2007-02-04 06:43:05 · 22 answers · asked by Mary L 1 in Family & Relationships Weddings

22 answers

I live in Pennsylvania (just across the river from Jersery) and every rehearsal dinner I have been to has been for the bridal party and their spouses when applicable. Being that you are going to be in from out of state, I would think they would include you as well since the gentleman you are attending with is the father of the bride. Traditionally, the groom's parents pay for the rehearsal dinner so you could always have your gentleman friend ask them first if that would make you more comfortable about the whole situation. But if it were my rehearsal dinner or even just one for a friend, I'd be expecting you to attend, as well. Hope this helps you at least a little.

2007-02-04 07:27:58 · answer #1 · answered by Amy Lynn 3 · 0 0

The rehearsal dinner is generally intended for anyone involved in the wedding (family, party, readers, etc) as well as any out of town guests.

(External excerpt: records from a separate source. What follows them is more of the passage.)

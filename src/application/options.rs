//! Typed configuration accepted by the models.

use std::time::Duration;

use serde::{Deserialize, Serialize};

/// Configuration knobs recognised by the message view, composer,
/// autocomplete engine, and channel tree. Durations are stored as integer
/// seconds or milliseconds so the struct round-trips through plain JSON.
#[derive(Debug, Clone, Serialize, Deserialize, PartialEq, Eq)]
pub struct CoreOptions {
    /// Render messages from blocked authors instead of dropping them.
    #[serde(default)]
    pub show_blocked_messages: bool,
    /// Replace deleted rows with a redacted placeholder instead of
    /// removing them.
    #[serde(default)]
    pub redact_messages: bool,
    /// Require confirmation before deleting a message.
    #[serde(default = "default_true")]
    pub ask_before_delete: bool,
    /// Batch size for explicit history pagination.
    #[serde(default = "default_load_more_batch")]
    pub load_more_batch: u8,
    /// Number of messages fetched on initial load.
    #[serde(default = "default_initial_batch")]
    pub initial_batch: u8,
    /// Soft cap on retained rows while anchored to bottom.
    #[serde(default = "default_ideal_max_rows")]
    pub ideal_max_rows: usize,
    /// Maximum author/time gap for collapsing adjacent rows, in seconds.
    #[serde(default = "default_collapse_window_secs")]
    pub collapse_window_secs: u64,
    /// Seconds after which an unrefreshed typing entry expires.
    #[serde(default = "default_typing_timeout_secs")]
    pub typing_timeout_secs: u64,
    /// TTL of the autocomplete emoji cache, in seconds.
    #[serde(default = "default_emoji_cache_ttl_secs")]
    pub emoji_cache_ttl_secs: u64,
    /// TTL of the autocomplete member cache, in seconds.
    #[serde(default = "default_member_cache_ttl_secs")]
    pub member_cache_ttl_secs: u64,
    /// Maximum results returned by an autocomplete search.
    #[serde(default = "default_autocomplete_max_results")]
    pub autocomplete_max_results: usize,
    /// Autocomplete debounce, in milliseconds (one typing interval).
    #[serde(default = "default_autocomplete_debounce_ms")]
    pub autocomplete_debounce_ms: u64,
}

fn default_true() -> bool {
    true
}

fn default_load_more_batch() -> u8 {
    50
}

fn default_initial_batch() -> u8 {
    15
}

fn default_ideal_max_rows() -> usize {
    50
}

fn default_collapse_window_secs() -> u64 {
    600
}

fn default_typing_timeout_secs() -> u64 {
    10
}

fn default_emoji_cache_ttl_secs() -> u64 {
    60
}

fn default_member_cache_ttl_secs() -> u64 {
    15
}

fn default_autocomplete_max_results() -> usize {
    15
}

fn default_autocomplete_debounce_ms() -> u64 {
    250
}

impl Default for CoreOptions {
    fn default() -> Self {
        Self {
            show_blocked_messages: false,
            redact_messages: false,
            ask_before_delete: true,
            load_more_batch: default_load_more_batch(),
            initial_batch: default_initial_batch(),
            ideal_max_rows: default_ideal_max_rows(),
            collapse_window_secs: default_collapse_window_secs(),
            typing_timeout_secs: default_typing_timeout_secs(),
            emoji_cache_ttl_secs: default_emoji_cache_ttl_secs(),
            member_cache_ttl_secs: default_member_cache_ttl_secs(),
            autocomplete_max_results: default_autocomplete_max_results(),
            autocomplete_debounce_ms: default_autocomplete_debounce_ms(),
        }
    }
}

impl CoreOptions {
    /// Returns the collapse window as a duration.
    #[must_use]
    pub const fn collapse_window(&self) -> Duration {
        Duration::from_secs(self.collapse_window_secs)
    }

    /// Returns the typing expiry as a duration.
    #[must_use]
    pub const fn typing_timeout(&self) -> Duration {
        Duration::from_secs(self.typing_timeout_secs)
    }

    /// Returns the emoji cache TTL as a duration.
    #[must_use]
    pub const fn emoji_cache_ttl(&self) -> Duration {
        Duration::from_secs(self.emoji_cache_ttl_secs)
    }

    /// Returns the member cache TTL as a duration.
    #[must_use]
    pub const fn member_cache_ttl(&self) -> Duration {
        Duration::from_secs(self.member_cache_ttl_secs)
    }

    /// Returns the autocomplete debounce as a duration.
    #[must_use]
    pub const fn autocomplete_debounce(&self) -> Duration {
        Duration::from_millis(self.autocomplete_debounce_ms)
    }
}

#[cfg(test)]
mod tests {
    use super::*;

    #[test]
    fn test_defaults() {
        let options = CoreOptions::default();
        assert!(!options.show_blocked_messages);
        assert!(!options.redact_messages);
        assert!(options.ask_before_delete);
        assert_eq!(options.load_more_batch, 50);
        assert_eq!(options.initial_batch, 15);
        assert_eq!(options.ideal_max_rows, 50);
        assert_eq!(options.collapse_window(), Duration::from_secs(600));
        assert_eq!(options.typing_timeout(), Duration::from_secs(10));
        assert_eq!(options.autocomplete_max_results, 15);
    }

    #[test]
    fn test_partial_json_fills_defaults() {
        let options: CoreOptions =
            serde_json::from_str(r#"{"redact_messages": true, "initial_batch": 30}"#)
                .expect("valid options");
        assert!(options.redact_messages);
        assert_eq!(options.initial_batch, 30);
        assert_eq!(options.load_more_batch, 50);
        assert!(options.ask_before_delete);
    }
}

If your gentleman friend was invited to the wedding and the rehearsal dinner with a guest, you are well within your means to go. However, if you are feeling apprehensive, and you get along with his daughter, ask her how she feels about your attendance. I'm sure she'll be okay with it.

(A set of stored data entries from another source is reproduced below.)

//! Per-channel message model.
//!
//! Owns the ordered, windowed row list for one channel and the protocol
//! between it, the gateway events, and the client: load and pagination,
//! event reconciliation, optimistic sends with nonce re-keying, typing,
//! read marking, collapse grouping, and the bottom-anchored soft cap.

mod key;
mod row;
mod typing;

pub use key::{MessageKey, Nonce};
pub use row::{AuthorInfo, MessageRow, RowAction, RowFlags};
pub use typing::{TypingEntry, TypingTracker};

use std::collections::HashMap;
use std::sync::Arc;

use chrono::Utc;
use tokio::sync::mpsc;
use tokio::task::JoinHandle;
use tracing::{debug, warn};

use crate::application::env::ModelEnv;
use crate::domain::entities::{
    ChannelId, ConversationSummary, GuildId, Member, Message, MessageAuthor, MessageId,
    MessageReference, ReactionEmoji, SummaryId, UserId,
};
use crate::domain::errors::ModelError;
use crate::domain::ports::{AllowedMentions, Event, OutgoingFile, SendMessageRequest};
use crate::runtime::CancelToken;

/// Placeholder content for redacted rows.
const REDACTED_CONTENT: &str = "[message deleted]";

/// Preview text when a referenced message cannot be resolved.
const UNKNOWN_REFERENCE: &str = "Unknown message";

/// Loading state of the view.
#[derive(Debug)]
pub enum LoadState {
    /// Initial load in flight.
    Loading,
    /// Rows are live.
    Ready,
    /// Initial load failed; retry is explicit.
    Error(ModelError),
}

/// Where the attached list is anchored.
#[derive(Debug, Clone, PartialEq, Eq)]
pub enum ScrollAnchor {
    /// Pinned to the newest row.
    Bottom,
    /// Holding position at a row while browsing history.
    At(MessageKey),
}

/// Detects the `+<emoji>` reaction shortcut: a trimmed, single-token
/// composer buffer starting with `+`. Custom emoji markup (`<:name:id>`,
/// `<a:name:id>`) is unwrapped; anything else is treated as a unicode
/// emoji literal.
#[must_use]
pub fn reaction_shortcut(content: &str) -> Option<ReactionEmoji> {
    let rest = content.trim().strip_prefix('+')?;
    if rest.is_empty() || rest.chars().any(char::is_whitespace) {
        return None;
    }
    if let Some(inner) = rest
        .strip_prefix("<a:")
        .or_else(|| rest.strip_prefix("<:"))
    {
        let inner = inner.strip_suffix('>')?;
        let (name, id) = inner.rsplit_once(':')?;
        let id: u64 = id.parse().ok()?;
        return Some(ReactionEmoji::custom(id, name));
    }
    Some(ReactionEmoji::unicode(rest))
}

/// Results marshalled back from background tasks, applied by [`pump`].
///
/// [`pump`]: MessageView::pump
enum ViewCompletion {
    Loaded(Result<Vec<Message>, ModelError>),
    LoadedMore(Result<Vec<Message>, ModelError>),
    SendFailed { nonce: Nonce, errors: Vec<String> },
    AckFailed {
        prior: Option<MessageId>,
        attempted: MessageId,
        error: ModelError,
    },
    RequestFailed {
        what: &'static str,
        error: ModelError,
        row: Option<MessageKey>,
    },
}

/// The per-channel message model.
pub struct MessageView {
    env: ModelEnv,
    channel_id: ChannelId,
    guild_id: Option<GuildId>,
    channel_name: String,
    order: Vec<MessageKey>,
    rows: HashMap<MessageKey, MessageRow>,
    next_seq: u64,
    load_state: LoadState,
    scroll_anchor: ScrollAnchor,
    active: bool,
    typing: TypingTracker,
    summaries: HashMap<SummaryId, MessageId>,
    end_of_history: bool,
    loading_more: bool,
    last_acked: Option<MessageId>,
    lifetime: CancelToken,
    toasts: Vec<String>,
    completions_tx: mpsc::UnboundedSender<ViewCompletion>,
    completions_rx: mpsc::UnboundedReceiver<ViewCompletion>,
}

I would say you are invited, don't be sheepish. You are a part of your "gentleman friend's" life now, and you will need to interact with the rest of the family. Don't worry, the rehearsal dinner is focused on the food, the gifts (the bride and groom give the party) and fun. It won't be an issue if you're there.

(I'm from Mass)

2007-02-04 06:56:12 · answer #2 · answered by Just tryin' to help 6 · 1 0

The Rehearsal Dinner has changed with the times...

Now it is not only for the bridal party, but can be for anyone that has played a special role in the planning of the wedding (or just in the lives of the bride & groom) as well as any out of town family/special guests. People are often included in the dinner - just because - even if they did not need to be at the site for the rehearsal itself. It's a way to say thank you - for your help, for being here, for your support, etc.

Rehaearsal dinners are a great chance to get to know people a little bit before the day. My brother had his "rehesearal dinner" at my home - we just had lasagna - and I so enjoyed meeting the bride's attendants and her aunt that had come in from FL. I wouldn't have had much time to talk to get to know them at the wedding to being able to meet them prior to was great. It helped us acutally have a better time at the recepetion.

Go - enjoy yourself - better to meet them under the more relaxed rehearsal than the reception.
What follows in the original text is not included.